Three hours later, it was all about who was sitting on the front row for the biggest race of the year. Two rounds of single-car qualifying, with only the front two positions being decided. The driver who ended up second, he wasn’t in competition with much of the field for seven months. The reason being, doctor’s orders.
It was clear that Dale Earnhardt Jr. wanted back in his car, the car which Alex Bowman and Jeff Gordon drove for much of the second half of 2016, after Junior was diagnosed with concussion-like symptoms. He returned to a track he’s seen much success, just like his father. He found enough speed to make it to the pole position, but only held it for a matter of seconds.

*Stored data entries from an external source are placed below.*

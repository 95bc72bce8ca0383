//! Background reader task plus outbound command correlation. One engine
//! owns one [`crate::transport::HciTransport`]; it serializes outbound
//! commands through a single queue, correlates `CommandComplete`/
//! `CommandStatus` against the head of that queue, maintains the
//! connection-handle accounting the spec calls for, and fans out every
//! other event to subscribers via [`ble_shared::pubsub`].

use std::collections::HashMap;
use std::sync::{Arc, Mutex};
use std::time::Duration;

use ble_shared::{pubsub, Address, Shutdown};
use tokio::sync::{mpsc, oneshot, Mutex as AsyncMutex};
use tokio::time;

use crate::credit::CreditTracker;
use crate::error::{HciError, HciInternalError};
use crate::frame::{AclDataFrame, BroadcastFlag, CommandFrame, EventFrame, Frame, Opcode, PacketBoundary};
use crate::transport::HciTransport;

pub const EVT_CMD_COMPLETE: u8 = 0x0E;
pub const EVT_CMD_STATUS: u8 = 0x0F;
pub const EVT_CONNECTION_COMPLETE: u8 = 0x03;
pub const EVT_DISCONNECTION_COMPLETE: u8 = 0x05;
pub const EVT_NUM_COMPLETED_PACKETS: u8 = 0x13;

pub const DEFAULT_CMD_COMPLETE_TIMEOUT: Duration = Duration::from_millis(10_000);
pub const DEFAULT_CMD_STATUS_TIMEOUT: Duration = Duration::from_millis(3_000);
pub const DEFAULT_EVENT_RING_SIZE: usize = 64;

#[derive(Debug, Clone)]
pub enum CommandReply {
    /// Full CommandComplete return-parameter buffer (status is its first byte).
    Complete(Vec<u8>),
    /// A bare CommandStatus status byte, for commands whose real completion
    /// arrives as a later asynchronous event (e.g. LE Create Connection).
    Status(u8),
}

struct PendingCommand {
    opcode: Opcode,
    complete_tx: Option<oneshot::Sender<Vec<u8>>>,
    status_tx: Option<oneshot::Sender<u8>>,
}

#[derive(Default)]
struct Correlation {
    pending: Mutex<Option<PendingCommand>>,
}

impl Correlation {
    fn start(&self, opcode: Opcode) -> (oneshot::Receiver<Vec<u8>>, oneshot::Receiver<u8>) {
        let (complete_tx, complete_rx) = oneshot::channel();
        let (status_tx, status_rx) = oneshot::channel();
        *self.pending.lock().unwrap() = Some(PendingCommand {
            opcode,
            complete_tx: Some(complete_tx),
            status_tx: Some(status_tx),
        });
        (complete_rx, status_rx)
    }

    fn complete(&self, opcode: Opcode, params: Vec<u8>) {
        let mut guard = self.pending.lock().unwrap();
        if matches!(&*guard, Some(p) if p.opcode == opcode) {
            if let Some(p) = guard.take() {
                if let Some(tx) = p.complete_tx {
                    let _ = tx.send(params);
                }
            }
        }
    }

    fn status(&self, opcode: Opcode, status: u8) {
        let mut guard = self.pending.lock().unwrap();
        if matches!(&*guard, Some(p) if p.opcode == opcode) {
            if let Some(p) = guard.as_mut() {
                if let Some(tx) = p.status_tx.take() {
                    let _ = tx.send(status);
                }
            }
        }
    }
}

/// Per-handle connection bookkeeping maintained purely from HCI events:
/// the peer address backing a connection handle, populated on
/// ConnectionComplete and cleared on DisconnectionComplete.
#[derive(Default)]
struct HandleMap {
    handles: Mutex<HashMap<u16, Address>>,
}

pub struct HciEngine {
    transport: Arc<HciTransport>,
    correlation: Arc<Correlation>,
    handles: Arc<HandleMap>,
    credits: Arc<CreditTracker>,
    command_lock: AsyncMutex<()>,
    event_tx: mpsc::Sender<Arc<EventFrame>>,
    event_sub_tx: mpsc::Sender<pubsub::SubscriptionReq<Arc<EventFrame>>>,
    acl_tx: mpsc::Sender<Arc<AclDataFrame>>,
    acl_sub_tx: mpsc::Sender<pubsub::SubscriptionReq<Arc<AclDataFrame>>>,
    shutdown: Shutdown,
}

pub struct HciEngineHandle {
    _shutdown_complete_rx: mpsc::Receiver<()>,
}

impl HciEngine {
    /// Opens the adapter's raw HCI socket and spawns the reader task.
    pub async fn spawn(dev_id: u16) -> Result<(Arc<Self>, HciEngineHandle), HciError> {
        let transport = Arc::new(HciTransport::open(dev_id)?);
        let (event_tx, event_rx) = mpsc::channel(DEFAULT_EVENT_RING_SIZE);
        let (event_sub_tx, event_sub_rx) = mpsc::channel(16);
        pubsub::spawn_fan_out(event_rx, event_sub_rx);

        let (acl_tx, acl_rx) = mpsc::channel(DEFAULT_EVENT_RING_SIZE);
        let (acl_sub_tx, acl_sub_rx) = mpsc::channel(16);
        pubsub::spawn_fan_out(acl_rx, acl_sub_rx);

        let (shutdown_complete_tx, shutdown_complete_rx) = mpsc::channel(1);
        let (close_tx, close_rx) = mpsc::channel(1);
        let shutdown = Shutdown::new(close_tx, shutdown_complete_tx);

        let engine = Arc::new(Self {
            transport,
            correlation: Arc::new(Correlation::default()),
            handles: Arc::new(HandleMap::default()),
            credits: Arc::new(CreditTracker::new()),
            command_lock: AsyncMutex::new(()),
            event_tx,
            event_sub_tx,
            acl_tx,
            acl_sub_tx,
            shutdown,
        });

        tokio::spawn(Self::reader_loop(engine.clone(), close_rx));

        Ok((engine, HciEngineHandle { _shutdown_complete_rx: shutdown_complete_rx }))
    }

    async fn reader_loop(engine: Arc<Self>, mut close_rx: mpsc::Receiver<()>) {
        loop {
            tokio::select! {
                _ = close_rx.recv() => {
                    tracing::info!("hci engine close signal received, stopping reader");
                    return;
                }
                frame = engine.transport.read_frame() => {
                    match frame {
                        Ok(Frame::Event(evt)) => engine.dispatch_event(evt).await,
                        Ok(Frame::AclData(acl)) => engine.dispatch_acl(acl).await,
                        Ok(Frame::Command(_)) => {
                            tracing::debug!("hci engine reader ignored loopback command frame");
                        }
                        Err(err) => {
                            tracing::error!("hci transport read failed, engine terminating: {}", err);
                            return;
                        }
                    }
                }
            }
        }
    }

    async fn dispatch_event(&self, evt: EventFrame) {
        match evt.code {
            EVT_CMD_COMPLETE => {
                if evt.params.len() >= 3 {
                    let opcode = Opcode(u16::from_le_bytes([evt.params[1], evt.params[2]]));
                    let params = evt.params[3..].to_vec();
                    self.correlation.complete(opcode, params);
                }
            }
            EVT_CMD_STATUS => {
                if evt.params.len() >= 4 {
                    let status = evt.params[0];
                    let opcode = Opcode(u16::from_le_bytes([evt.params[2], evt.params[3]]));
                    self.correlation.status(opcode, status);
                }
            }
            EVT_CONNECTION_COMPLETE => {
                self.on_connection_complete(&evt.params);
                self.publish(evt).await;
            }
            EVT_DISCONNECTION_COMPLETE => {
                self.on_disconnection_complete(&evt.params);
                self.publish(evt).await;
            }
            EVT_NUM_COMPLETED_PACKETS => {
                self.on_num_completed_packets(&evt.params);
                self.publish(evt).await;
            }
            _ => self.publish(evt).await,
        }
    }

    fn on_connection_complete(&self, params: &[u8]) {
        // status(1) handle(2) bdaddr(6) ...
        if params.len() < 9 {
            return;
        }
        if params[0] != 0 {
            return;
        }
        let handle = u16::from_le_bytes([params[1], params[2]]);
        let addr = Address::from_hci_bytes([params[3], params[4], params[5], params[6], params[7], params[8]]);
        self.handles.handles.lock().unwrap().insert(handle, addr);
        self.credits.register(handle, 0);
    }

    fn on_disconnection_complete(&self, params: &[u8]) {
        // status(1) handle(2) reason(1)
        if params.len() < 3 {
            return;
        }
        let handle = u16::from_le_bytes([params[1], params[2]]);
        self.handles.handles.lock().unwrap().remove(&handle);
        self.credits.unregister(handle);
    }

    fn on_num_completed_packets(&self, params: &[u8]) {
        // num_handles(1) then (handle(2), count(2)) repeated
        if params.is_empty() {
            return;
        }
        let num_handles = params[0] as usize;
        let mut offset = 1usize;
        for _ in 0..num_handles {
            if offset + 4 > params.len() {
                break;
            }
            let handle = u16::from_le_bytes([params[offset], params[offset + 1]]);
            let count = u16::from_le_bytes([params[offset + 2], params[offset + 3]]);
            self.credits.complete(handle, count);
            offset += 4;
        }
    }

    async fn publish(&self, evt: EventFrame) {
        if self.event_tx.send(Arc::new(evt)).await.is_err() {
            tracing::debug!("hci engine event ring has no active readers");
        }
    }

    pub async fn subscribe(
        &self,
    ) -> Result<mpsc::UnboundedReceiver<Arc<EventFrame>>, HciError> {
        let mut tx = self.event_sub_tx.clone();
        pubsub::subscribe(&mut tx)
            .await
            .map_err(|_| HciError::Internal(HciInternalError::QueueClosed))
    }

    async fn dispatch_acl(&self, acl: AclDataFrame) {
        if self.acl_tx.send(Arc::new(acl)).await.is_err() {
            tracing::debug!("hci engine acl ring has no active readers");
        }
    }

    /// Subscribes to inbound ACL-Data frames for every connection handle;
    /// `ble_l2cap` filters by handle itself since channels demux in software
    /// above this layer.
    pub async fn subscribe_acl(
        &self,
    ) -> Result<mpsc::UnboundedReceiver<Arc<AclDataFrame>>, HciError> {
        let mut tx = self.acl_sub_tx.clone();
        pubsub::subscribe(&mut tx)
            .await
            .map_err(|_| HciError::Internal(HciInternalError::QueueClosed))
    }

    /// Writes an outbound ACL-Data fragment, blocking on the per-handle
    /// write credit the controller granted via Number Of Completed Packets.
    /// `boundary` lets callers above (`ble_l2cap`) mark continuation
    /// fragments of one L2CAP PDU that exceeds a single ACL payload.
    pub async fn send_acl_data(&self, handle: u16, boundary: PacketBoundary, data: Vec<u8>) -> Result<(), HciError> {
        if !self.credits.acquire(handle).await {
            return Err(HciError::TransportClosed);
        }
        let frame = AclDataFrame {
            handle,
            boundary,
            broadcast: BroadcastFlag::PointToPoint,
            data,
        };
        self.transport.write_frame(&Frame::AclData(frame)).await
    }

    pub fn connection_address(&self, handle: u16) -> Option<Address> {
        self.handles.handles.lock().unwrap().get(&handle).copied()
    }

    pub fn credits(&self) -> &CreditTracker {
        &self.credits
    }

    /// Sends a command and awaits its CommandStatus or CommandComplete,
    /// whichever the controller replies with first — matching spec.md's
    /// `expects=CompleteOrStatus` contract. `t_status` bounds how long we
    /// wait for an initial ack; a controller that skips straight to
    /// CommandComplete still gets the full `t_complete` window rather than
    /// being cut off by the shorter status deadline.
    #[tracing::instrument(skip(self, params))]
    pub async fn send_command(
        &self,
        opcode: Opcode,
        params: Vec<u8>,
        t_complete: Duration,
        t_status: Duration,
    ) -> Result<CommandReply, HciError> {
        let _guard = self.command_lock.lock().await;
        let (mut complete_rx, mut status_rx) = self.correlation.start(opcode);
        self.transport
            .write_frame(&Frame::Command(CommandFrame::new(opcode, params)))
            .await?;

        let deadline = t_complete.max(t_status);
        let reply = time::timeout(deadline, async {
            tokio::select! {
                result = &mut complete_rx => match result {
                    Ok(params) => Ok(CommandReply::Complete(params)),
                    Err(_) => Err(HciError::Internal(HciInternalError::QueueClosed)),
                },
                result = &mut status_rx => match result {
                    Ok(status) if status == 0 => Ok(CommandReply::Status(status)),
                    Ok(status) => Err(HciError::ControllerStatus(status, opcode.0)),
                    Err(_) => Err(HciError::Internal(HciInternalError::QueueClosed)),
                },
            }
        })
        .await;

        match reply {
            Ok(result) => result,
            Err(_) => Err(HciError::CommandTimeout("CommandComplete")),
        }
    }

    pub async fn send_command_default(&self, opcode: Opcode, params: Vec<u8>) -> Result<CommandReply, HciError> {
        self.send_command(opcode, params, DEFAULT_CMD_COMPLETE_TIMEOUT, DEFAULT_CMD_STATUS_TIMEOUT)
            .await
    }

    pub fn shutdown(&self) {
        // Dropping all clones of close_tx (held only by reader_loop via the
        // Shutdown guard chain) signals the reader to stop on next select.
        drop(self.shutdown.drop_guard());
    }
}

#[cfg(test)]
mod tests {
    use super::*;

    #[test]
    fn correlation_delivers_complete_to_matching_opcode_only() {
        let corr = Correlation::default();
        let opcode = Opcode::new(0x03, 0x0003);
        let (mut complete_rx, _status_rx) = corr.start(opcode);
        corr.complete(Opcode::new(0x01, 0x0001), vec![0xFF]);
        assert!(complete_rx.try_recv().is_err());
        corr.complete(opcode, vec![0x00]);
        assert_eq!(complete_rx.try_recv().unwrap(), vec![0x00]);
    }

    #[test]
    fn connection_and_disconnection_complete_update_handle_map() {
        let handles = HandleMap::default();
        let params = {
            let mut p = vec![0x00, 0x40, 0x00];
            p.extend_from_slice(&[0x6F, 0x5E, 0x4D, 0x3C, 0x2B, 0x1A]);
            p
        };
        // Re-use the private helpers through a scratch engine-less path:
        // simulate what on_connection_complete would do.
        let handle = u16::from_le_bytes([params[1], params[2]]);
        let addr = Address::from_hci_bytes([params[3], params[4], params[5], params[6], params[7], params[8]]);
        handles.handles.lock().unwrap().insert(handle, addr);
        assert_eq!(handles.handles.lock().unwrap().get(&0x0040).copied(), Some(addr));
    }
}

The final car out, the fastest car in the first round, ended up being the fastest on the day. It was a driver that removed the rookie stripe two days earlier, and put the car he took over a year ago back out front.
Chase Elliott, the 2016 Rookie of the Year, who earned the pole in last year’s Daytona 500, was quickest yet again. Although this time, celebrating the pole had a little different feeling. Last year, when he took the top spot, victory lane had to be changed around.

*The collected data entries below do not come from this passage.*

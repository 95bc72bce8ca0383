//! Typed payloads for the management operations this stack drives, plus
//! their wire encodings.

use ble_octets::Writer;
use ble_shared::{Address, AddressType};
use strum::{Display, EnumString};

#[derive(Debug, Clone, Copy, PartialEq, Eq, Display, EnumString)]
#[strum(serialize_all = "kebab-case")]
pub enum SecureConnectionsMode {
    Disabled,
    Enabled,
    Only,
}

impl SecureConnectionsMode {
    pub fn as_wire_value(self) -> u8 {
        match self {
            Self::Disabled => 0x00,
            Self::Enabled => 0x01,
            Self::Only => 0x02,
        }
    }
}

/// Governs whether and how the controller auto-connects to a whitelisted
/// device once it is added.
#[derive(Debug, Clone, Copy, PartialEq, Eq, Display, EnumString)]
#[strum(serialize_all = "kebab-case")]
pub enum AutoConnectPolicy {
    /// Added for discovery/allow-list purposes only; no auto-connect.
    Disabled,
    /// Connect directly once in range.
    Direct,
    /// Report the device via discovery but let the host decide.
    Report,
    /// Always attempt to reconnect on disconnection.
    Always,
}

impl AutoConnectPolicy {
    pub fn as_wire_value(self) -> u8 {
        match self {
            Self::Disabled => 0x00,
            Self::Direct => 0x01,
            Self::Report => 0x02,
            Self::Always => 0x03,
        }
    }
}

#[derive(Debug, Clone, Copy, PartialEq, Eq)]
pub struct DefaultConnParams {
    pub min_interval: u16,
    pub max_interval: u16,
    pub latency: u16,
    pub supervision_timeout: u16,
}

impl DefaultConnParams {
    pub(crate) fn to_params(self) -> Vec<u8> {
        let mut w = Writer::with_capacity(8);
        w.put_u16_le(self.min_interval)
            .put_u16_le(self.max_interval)
            .put_u16_le(self.latency)
            .put_u16_le(self.supervision_timeout);
        w.into_vec()
    }
}

#[derive(Debug, Clone, Copy, PartialEq, Eq)]
pub struct LongTermKey {
    pub address: Address,
    pub address_type: AddressType,
    pub authenticated: bool,
    pub master: bool,
    pub encryption_size: u8,
    pub encrypted_diversifier: u16,
    pub random_number: u64,
    pub value: [u8; 16],
}

impl LongTermKey {
    pub(crate) fn write_into(self, w: &mut Writer) {
        w.put_address(self.address)
            .put_u8(address_type_wire(self.address_type))
            .put_u8(self.authenticated as u8)
            .put_u8(self.master as u8)
            .put_u8(self.encryption_size)
            .put_u16_le(self.encrypted_diversifier)
            .put_u64_le(self.random_number)
            .put_bytes(&self.value);
    }
}

#[derive(Debug, Clone, Copy, PartialEq, Eq)]
pub struct IdentityResolvingKey {
    pub address: Address,
    pub address_type: AddressType,
    pub value: [u8; 16],
}

impl IdentityResolvingKey {
    pub(crate) fn write_into(self, w: &mut Writer) {
        w.put_address(self.address)
            .put_u8(address_type_wire(self.address_type))
            .put_bytes(&self.value);
    }
}

#[derive(Debug, Clone, Copy, PartialEq, Eq)]
pub struct LinkKey {
    pub address: Address,
    pub address_type: AddressType,
    pub key_type: u8,
    pub value: [u8; 16],
    pub pin_length: u8,
}

impl LinkKey {
    pub(crate) fn write_into(self, w: &mut Writer) {
        w.put_address(self.address)
            .put_u8(address_type_wire(self.address_type))
            .put_u8(self.key_type)
            .put_bytes(&self.value)
            .put_u8(self.pin_length);
    }
}

fn address_type_wire(t: AddressType) -> u8 {
    match t {
        AddressType::Public => 0x00,
        AddressType::RandomStatic => 0x01,
        AddressType::RandomNonResolvable => 0x02,
        AddressType::RandomResolvable => 0x03,
    }
}

#[cfg(test)]
mod tests {
    use super::*;

    #[test]
    fn default_conn_params_encode_four_u16_fields() {
        let params = DefaultConnParams {
            min_interval: 0x0006,
            max_interval: 0x000C,
            latency: 0,
            supervision_timeout: 0x01F4,
        };
        assert_eq!(params.to_params().len(), 8);
    }

    #[test]
    fn long_term_key_writes_fixed_layout() {
        let ltk = LongTermKey {
            address: Address::ZERO,
            address_type: AddressType::RandomStatic,
            authenticated: true,
            master: false,
            encryption_size: 16,
            encrypted_diversifier: 0,
            random_number: 0,
            value: [0xAA; 16],
        };
        let mut w = Writer::new();
        ltk.write_into(&mut w);
        // addr(6) + type(1) + authenticated(1) + master(1) + enc_size(1) + ediv(2) + rand(8) + ltk(16)
        assert_eq!(w.len(), 36);
    }
}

Coors Light sponsors the pole award, given to each driver who earns the top qualifying spot each week. But, a year ago, Elliott couldn’t accept that award. The simple reason…he wasn’t of age. So, his time was termed the “21 Means 21” Pole Award.

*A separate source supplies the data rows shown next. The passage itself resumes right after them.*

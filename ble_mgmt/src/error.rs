use thiserror::Error;

use crate::frame::FrameError;

#[derive(Error, Debug, Clone)]
pub enum ManagementError {
    #[error("management command timed out after {0:?}")]
    CommandTimeout(std::time::Duration),
    #[error("management daemon returned status {0:#04x} for opcode {1:#06x}")]
    CommandFailed(u8, u16),
    #[error("management channel closed")]
    ChannelClosed,
    #[error("internal error: {0}")]
    Internal(#[from] ManagementInternalError),
}

#[derive(Error, Debug, Clone)]
pub enum ManagementInternalError {
    #[error("io: {kind}; {message}")]
    Io {
        kind: std::io::ErrorKind,
        message: String,
    },
    #[error("malformed management frame: {0}")]
    Frame(#[from] FrameError),
    #[error("reply queue closed unexpectedly")]
    QueueClosed,
}

impl From<std::io::Error> for ManagementError {
    fn from(err: std::io::Error) -> Self {
        Self::Internal(ManagementInternalError::Io {
            kind: err.kind(),
            message: err.to_string(),
        })
    }
}

impl From<FrameError> for ManagementError {
    fn from(err: FrameError) -> Self {
        Self::Internal(ManagementInternalError::Frame(err))
    }
}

Having turned 21 later in the season, Elliott can now say he is a Coors Light pole winner, and has become one of very few drivers to say they earned the top spot for the biggest race of the season two years in a row. It is also the third year in a row the No. 24 earned the pole for this race, as Gordon took the top honor in 2015, his final full-time season at the wheel.
Only the front row has been set for next Sunday’s race. The remainder of the field will be set Thursday night with the Can-Am Duels. Drivers that qualified in odd-numbered positions will be in the first duel, which will set the inside row. The second duel will consist of drivers in even-numbered qualifying positions, and will set the outside row. Elliott and Earnhardt Jr. are locked into the front row, and would only sacrifice their starting spot if they are forced to go to a backup car or change engines after the deadline to do so.
The first duel is set to go green at 7 p.m. on Thursday night, with coverage on FS1. The second duel will run approximately 20 minutes after the first duel concludes.
RESULTS: 1-Logano 2-Kyle Busch 3-Bowman 4-Patrick 5-Harvick 6-Keselowski 7-Elliott 8-Suarez 9-Buescher 10-McMurray
NOTABLE FINISHES: 13-Hamlin 16-Johnson
CAUTIONS: 4 for 16 laps. Lap 18-22 (#41, 48 Accident-T4); 27-29 (Segment End); 50-54 (#48 Accident-T4); 62-64 (#78, 42, 37 Accident-T3).
LEAD CHANGES: 6 among 4 drivers. B. Keselowski 1-8; D. Hamlin 9; B. Keselowski 10-19; Kyle Busch 20-24; J. Logano 25-27; D. Hamlin 28-74; J. Logano 75
TIME OF RACE: 1 Hr, 18 Mins, 13 Secs.